Вызвав ощущение ключа, Ахмет стремительно обвел взглядом кучу, и без тени сомнения ухватился за витой шнур в нитяной оболочке. Дернул, шевеля плотный мусор — немного поддалось; потянул, стараясь не переусердствовать. Один конец довольно быстро выскочил из щели в хламе, неся на конце колодку самодельной переноски с обрывком толстого черного кабеля.
С трудом освободив из-под кучи второй, Ахмет рассеяно ругнулся — можно было и сообразить, не дыша больше часа едкой штукатурной пылью.
Ладно, подумаешь — поработал маленько. Зато вон кружку нашел.
Шнур уходил во вторую кучу, на месте сарая. Или гаража — здесь мусор содержал куда больше железа. Бросив ставший излишним шнур, Ахмет быстро освободил крышку погреба. Нет, это смотровая яма.
Все-таки гараж, стало быть. Так, че у нас на периметре? Периметр ништяк, тихо.
Спрыгнув на чистое и сухое дно ямы, Ахмет поймал себя на ощущении, что вдыхает сейчас тот воздух. Тот.
Бля, он на самом деле другой. Точно. Какой он теплый и мягкий, как я не замечал этого тогда.
Сердце мгновенно затопило грустью, тут же переплавляющейся в ненависть, застилающую взгляд кровавым занавесом, из горла само полезло рычание.
А ну тихо, бля. Развоевались мы, смотри-ка. Давай лучше гляди внимательно.
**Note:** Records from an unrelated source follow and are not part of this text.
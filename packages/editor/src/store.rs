//! # Entity Store
//!
//! Normalized, keyed map of editable entities — the single source of truth
//! for current in-memory state.
//!
//! Panels read from it synchronously at render time and always see the
//! latest committed state; there is no asynchronous write path inside the
//! store. Mutation happens only through the session's operation dispatch —
//! panels that need to modify a returned entity locally clone it first.

use std::collections::BTreeMap;

use pagecraft_model::{Entity, EntityId, EntityKind};

#[derive(Debug, Default)]
pub struct EntityStore {
    entities: BTreeMap<(EntityKind, EntityId), Entity>,
}

impl EntityStore {
    pub fn new() -> Self {
        Self::default()
    }

    pub fn get(&self, kind: EntityKind, id: &EntityId) -> Option<&Entity> {
        self.entities.get(&(kind, id.clone()))
    }

    pub fn contains(&self, kind: EntityKind, id: &EntityId) -> bool {
        self.entities.contains_key(&(kind, id.clone()))
    }

    /// Ids of every stored entity of one kind.
    pub fn ids(&self, kind: EntityKind) -> Vec<EntityId> {
        self.entities
            .keys()
            .filter(|(k, _)| *k == kind)
            .map(|(_, id)| id.clone())
            .collect()
    }

    pub fn len(&self) -> usize {
        self.entities.len()
    }

    pub fn is_empty(&self) -> bool {
        self.entities.is_empty()
    }

    pub(crate) fn get_mut(&mut self, kind: EntityKind, id: &EntityId) -> Option<&mut Entity> {
        self.entities.get_mut(&(kind, id.clone()))
    }

    pub(crate) fn insert(&mut self, entity: Entity) -> Option<Entity> {
        self.entities
            .insert((entity.kind(), entity.id().clone()), entity)
    }

    pub(crate) fn remove(&mut self, kind: EntityKind, id: &EntityId) -> Option<Entity> {
        self.entities.remove(&(kind, id.clone()))
    }

    /// Move an entity from a temporary local id to its server-issued id.
    pub(crate) fn rekey(&mut self, kind: EntityKind, old: &EntityId, new: EntityId) -> bool {
        match self.remove(kind, old) {
            Some(mut entity) => {
                entity.set_id(new);
                self.insert(entity);
                true
            }
            None => false,
        }
    }

    pub(crate) fn clear(&mut self) {
        self.entities.clear();
    }
}

#[cfg(test)]
mod tests {
    use super::*;
    use pagecraft_model::Page;

    fn page(id: &str) -> Entity {
        Entity::Page(Page::new(EntityId::from(id), "home", "Home"))
    }

    #[test]
    fn test_insert_and_get() {
        let mut store = EntityStore::new();
        store.insert(page("page-1"));

        let found = store.get(EntityKind::Page, &EntityId::from("page-1"));
        assert!(found.is_some());
        assert!(store.get(EntityKind::Theme, &EntityId::from("page-1")).is_none());
    }

    #[test]
    fn test_ids_filters_by_kind() {
        let mut store = EntityStore::new();
        store.insert(page("page-1"));
        store.insert(page("page-2"));

        assert_eq!(store.ids(EntityKind::Page).len(), 2);
        assert!(store.ids(EntityKind::Widget).is_empty());
    }

    #[test]
    fn test_rekey_moves_entity() {
        let mut store = EntityStore::new();
        store.insert(Entity::Page(Page::new(EntityId::local(0), "home", "Home")));

        assert!(store.rekey(EntityKind::Page, &EntityId::local(0), EntityId::from("page-7")));
        assert!(store.get(EntityKind::Page, &EntityId::local(0)).is_none());

        let moved = store.get(EntityKind::Page, &EntityId::from("page-7")).unwrap();
        assert_eq!(moved.id().as_str(), "page-7");
    }

    #[test]
    fn test_rekey_missing_entity_is_false() {
        let mut store = EntityStore::new();
        assert!(!store.rekey(EntityKind::Page, &EntityId::local(9), EntityId::from("x")));
    }
}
На первый взгляд — ничего. Подставочка, о двух ступеньках. Вот от тебя и оттолкнемся. В голове у Ахмета возник невидимый призрак давно умершего человека, обстоятельно сколотившего это неказистое, но глубоко продуманное издельице. Пол забетонирован. Стенки аккуратно зашиты жестью под рейку, загрунтованы и покрашены. Двурогая вешалка — тут висела тряпка, и, скорее всего, комбез. Конкретный был мужик. Как он поступил бы… Да. Ахмет достал из поясной кобуры швейцарский складешок и выщелкнул четырехгранное шило.
Звякнуло со второго удара. За жестью и парой слоев иссохшего рубероида обнаружилась металлическая пластина, притянутая к деревянному тайничку на съеденные ржавчиной шурупы. Никаких усилий прикладывать не пришлось, пластина, оказавшаяся задней стенкой какого-то прибора, чуть ли не сама спрыгнула с гнилых, крошащихся пеньков. В нише лежал рыжий бакелитовый футляр полевого радиотелефона «Искра» — блестящий, ни пылинки, словно заложенный на хранение позавчера.